▸ **Task prompt**
Check the data underneath for lines holding the word "titles", and state only how many you find.

▸ **Exercise data**
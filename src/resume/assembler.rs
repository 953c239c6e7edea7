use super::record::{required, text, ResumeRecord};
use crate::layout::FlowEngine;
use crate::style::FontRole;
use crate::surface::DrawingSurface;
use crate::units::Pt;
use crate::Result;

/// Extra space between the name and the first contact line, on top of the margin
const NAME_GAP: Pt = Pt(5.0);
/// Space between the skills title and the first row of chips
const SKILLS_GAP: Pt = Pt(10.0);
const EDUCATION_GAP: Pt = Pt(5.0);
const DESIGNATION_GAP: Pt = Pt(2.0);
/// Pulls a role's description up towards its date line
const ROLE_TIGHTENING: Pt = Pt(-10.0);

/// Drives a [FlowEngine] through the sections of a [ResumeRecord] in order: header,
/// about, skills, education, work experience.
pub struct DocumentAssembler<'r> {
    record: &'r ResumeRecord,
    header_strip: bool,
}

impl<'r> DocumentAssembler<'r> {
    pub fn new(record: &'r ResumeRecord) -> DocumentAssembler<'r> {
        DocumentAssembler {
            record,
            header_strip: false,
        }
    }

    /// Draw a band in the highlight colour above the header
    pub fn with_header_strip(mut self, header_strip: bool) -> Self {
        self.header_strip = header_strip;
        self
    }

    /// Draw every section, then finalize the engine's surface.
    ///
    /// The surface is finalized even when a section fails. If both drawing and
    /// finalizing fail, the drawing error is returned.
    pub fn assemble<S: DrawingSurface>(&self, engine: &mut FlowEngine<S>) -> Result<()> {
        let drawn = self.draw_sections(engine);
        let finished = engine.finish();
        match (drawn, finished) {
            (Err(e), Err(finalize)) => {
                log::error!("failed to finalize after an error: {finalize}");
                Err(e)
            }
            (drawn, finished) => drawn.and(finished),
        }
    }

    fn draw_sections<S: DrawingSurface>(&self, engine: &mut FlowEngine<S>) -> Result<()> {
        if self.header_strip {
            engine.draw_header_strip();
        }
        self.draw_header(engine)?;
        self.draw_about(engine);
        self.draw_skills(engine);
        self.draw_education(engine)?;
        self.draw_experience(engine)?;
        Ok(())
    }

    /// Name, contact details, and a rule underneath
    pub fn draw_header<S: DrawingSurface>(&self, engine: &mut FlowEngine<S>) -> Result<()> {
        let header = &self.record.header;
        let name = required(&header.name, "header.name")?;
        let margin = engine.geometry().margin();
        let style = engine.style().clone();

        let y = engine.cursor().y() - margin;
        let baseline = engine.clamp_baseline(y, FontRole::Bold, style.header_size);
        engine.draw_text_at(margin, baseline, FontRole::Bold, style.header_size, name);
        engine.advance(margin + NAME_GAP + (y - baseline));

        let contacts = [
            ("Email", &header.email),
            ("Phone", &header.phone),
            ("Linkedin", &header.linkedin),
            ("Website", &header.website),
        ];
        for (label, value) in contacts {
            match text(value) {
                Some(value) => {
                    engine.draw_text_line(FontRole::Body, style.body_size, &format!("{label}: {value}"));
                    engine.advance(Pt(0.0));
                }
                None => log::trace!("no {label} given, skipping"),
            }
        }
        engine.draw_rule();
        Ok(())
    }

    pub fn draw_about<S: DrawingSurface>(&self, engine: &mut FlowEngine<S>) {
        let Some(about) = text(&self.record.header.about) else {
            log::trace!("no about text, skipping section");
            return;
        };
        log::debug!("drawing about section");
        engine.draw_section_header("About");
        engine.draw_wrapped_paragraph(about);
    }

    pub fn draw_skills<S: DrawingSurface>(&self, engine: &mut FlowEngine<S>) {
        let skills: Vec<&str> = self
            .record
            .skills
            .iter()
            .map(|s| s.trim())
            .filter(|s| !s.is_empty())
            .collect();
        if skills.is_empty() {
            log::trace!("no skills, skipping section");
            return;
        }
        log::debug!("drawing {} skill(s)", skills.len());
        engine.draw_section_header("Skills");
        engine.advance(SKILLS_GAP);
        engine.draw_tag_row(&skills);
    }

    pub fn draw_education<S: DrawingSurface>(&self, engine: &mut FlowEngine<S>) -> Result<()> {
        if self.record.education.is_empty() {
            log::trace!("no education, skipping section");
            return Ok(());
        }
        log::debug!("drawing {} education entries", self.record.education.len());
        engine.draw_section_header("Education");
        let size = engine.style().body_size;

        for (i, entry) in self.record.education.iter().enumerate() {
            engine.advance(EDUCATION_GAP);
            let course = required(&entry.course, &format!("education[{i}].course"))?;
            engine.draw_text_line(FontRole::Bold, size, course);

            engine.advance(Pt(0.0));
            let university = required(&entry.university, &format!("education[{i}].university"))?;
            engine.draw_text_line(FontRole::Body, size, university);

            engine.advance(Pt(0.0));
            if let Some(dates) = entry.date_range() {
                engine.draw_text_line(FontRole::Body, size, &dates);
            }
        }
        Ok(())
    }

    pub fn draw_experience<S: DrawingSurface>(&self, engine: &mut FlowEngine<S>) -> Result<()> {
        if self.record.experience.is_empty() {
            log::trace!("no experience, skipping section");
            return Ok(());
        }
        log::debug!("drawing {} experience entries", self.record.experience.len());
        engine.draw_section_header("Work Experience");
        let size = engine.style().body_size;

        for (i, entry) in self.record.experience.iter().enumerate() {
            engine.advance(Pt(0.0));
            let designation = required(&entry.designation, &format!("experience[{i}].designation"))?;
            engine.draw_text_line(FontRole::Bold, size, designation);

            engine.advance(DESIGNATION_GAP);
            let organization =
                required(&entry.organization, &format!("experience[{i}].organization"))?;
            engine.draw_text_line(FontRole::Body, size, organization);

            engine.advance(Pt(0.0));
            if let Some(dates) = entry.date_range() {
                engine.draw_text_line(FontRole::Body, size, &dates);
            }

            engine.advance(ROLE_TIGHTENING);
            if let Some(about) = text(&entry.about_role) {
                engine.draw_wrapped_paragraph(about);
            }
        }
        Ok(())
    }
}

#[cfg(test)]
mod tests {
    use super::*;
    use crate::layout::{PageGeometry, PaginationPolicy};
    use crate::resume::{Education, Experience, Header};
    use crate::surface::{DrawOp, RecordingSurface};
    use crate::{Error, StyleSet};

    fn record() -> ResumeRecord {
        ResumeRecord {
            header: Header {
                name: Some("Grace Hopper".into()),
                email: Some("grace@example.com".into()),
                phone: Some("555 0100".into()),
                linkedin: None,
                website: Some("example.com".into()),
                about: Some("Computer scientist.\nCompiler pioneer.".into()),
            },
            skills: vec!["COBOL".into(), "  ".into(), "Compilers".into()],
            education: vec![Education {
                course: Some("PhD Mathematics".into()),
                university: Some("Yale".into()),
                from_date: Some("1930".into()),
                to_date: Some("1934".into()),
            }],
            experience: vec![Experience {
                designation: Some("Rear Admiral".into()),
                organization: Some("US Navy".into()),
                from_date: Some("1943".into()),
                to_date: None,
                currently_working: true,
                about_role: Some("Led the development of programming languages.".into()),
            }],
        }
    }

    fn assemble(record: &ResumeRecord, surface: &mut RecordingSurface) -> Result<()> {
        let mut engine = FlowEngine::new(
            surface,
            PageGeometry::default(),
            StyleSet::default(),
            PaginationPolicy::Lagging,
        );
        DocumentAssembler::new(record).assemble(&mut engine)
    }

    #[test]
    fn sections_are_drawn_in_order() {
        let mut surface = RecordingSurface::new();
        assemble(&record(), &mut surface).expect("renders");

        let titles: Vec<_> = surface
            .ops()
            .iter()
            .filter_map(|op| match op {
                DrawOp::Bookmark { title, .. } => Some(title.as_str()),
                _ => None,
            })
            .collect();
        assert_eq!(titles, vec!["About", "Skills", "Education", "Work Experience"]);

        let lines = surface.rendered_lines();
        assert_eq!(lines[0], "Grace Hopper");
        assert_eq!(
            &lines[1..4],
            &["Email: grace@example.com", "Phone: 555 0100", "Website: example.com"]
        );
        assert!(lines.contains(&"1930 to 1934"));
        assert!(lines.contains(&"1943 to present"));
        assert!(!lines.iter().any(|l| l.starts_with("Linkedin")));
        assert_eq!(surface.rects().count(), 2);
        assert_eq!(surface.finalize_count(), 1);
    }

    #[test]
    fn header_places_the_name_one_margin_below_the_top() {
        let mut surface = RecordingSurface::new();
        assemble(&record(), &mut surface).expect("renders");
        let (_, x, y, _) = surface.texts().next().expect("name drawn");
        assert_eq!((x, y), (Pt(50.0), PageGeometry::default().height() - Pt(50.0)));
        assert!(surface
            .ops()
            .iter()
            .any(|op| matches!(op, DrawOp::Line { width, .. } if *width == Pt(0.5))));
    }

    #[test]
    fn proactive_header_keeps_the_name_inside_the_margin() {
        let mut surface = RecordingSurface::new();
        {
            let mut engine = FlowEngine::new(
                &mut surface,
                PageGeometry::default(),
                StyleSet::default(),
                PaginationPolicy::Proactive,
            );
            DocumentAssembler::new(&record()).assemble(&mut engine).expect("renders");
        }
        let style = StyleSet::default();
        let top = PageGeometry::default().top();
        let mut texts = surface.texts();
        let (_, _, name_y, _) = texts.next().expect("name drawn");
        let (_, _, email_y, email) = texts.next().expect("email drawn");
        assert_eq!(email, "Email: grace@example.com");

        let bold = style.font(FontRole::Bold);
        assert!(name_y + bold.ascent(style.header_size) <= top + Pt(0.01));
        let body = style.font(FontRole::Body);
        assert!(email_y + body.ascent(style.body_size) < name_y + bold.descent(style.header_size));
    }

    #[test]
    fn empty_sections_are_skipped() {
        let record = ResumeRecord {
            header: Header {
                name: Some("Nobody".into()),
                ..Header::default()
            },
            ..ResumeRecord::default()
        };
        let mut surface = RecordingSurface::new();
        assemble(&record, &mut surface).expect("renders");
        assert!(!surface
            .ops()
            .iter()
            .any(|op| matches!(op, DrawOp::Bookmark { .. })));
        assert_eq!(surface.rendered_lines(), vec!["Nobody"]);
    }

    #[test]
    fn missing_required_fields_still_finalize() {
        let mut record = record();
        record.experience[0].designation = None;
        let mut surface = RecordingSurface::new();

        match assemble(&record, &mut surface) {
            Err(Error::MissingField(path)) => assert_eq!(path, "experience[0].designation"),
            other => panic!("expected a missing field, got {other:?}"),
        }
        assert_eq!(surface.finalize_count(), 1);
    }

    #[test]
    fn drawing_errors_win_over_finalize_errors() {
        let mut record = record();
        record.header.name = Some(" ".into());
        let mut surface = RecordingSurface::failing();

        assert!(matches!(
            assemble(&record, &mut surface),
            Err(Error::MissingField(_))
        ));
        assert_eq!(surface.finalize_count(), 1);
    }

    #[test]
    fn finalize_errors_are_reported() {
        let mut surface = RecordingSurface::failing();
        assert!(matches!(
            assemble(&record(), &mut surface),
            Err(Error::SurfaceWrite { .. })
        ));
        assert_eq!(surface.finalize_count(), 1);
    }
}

▸ **Completed task**
2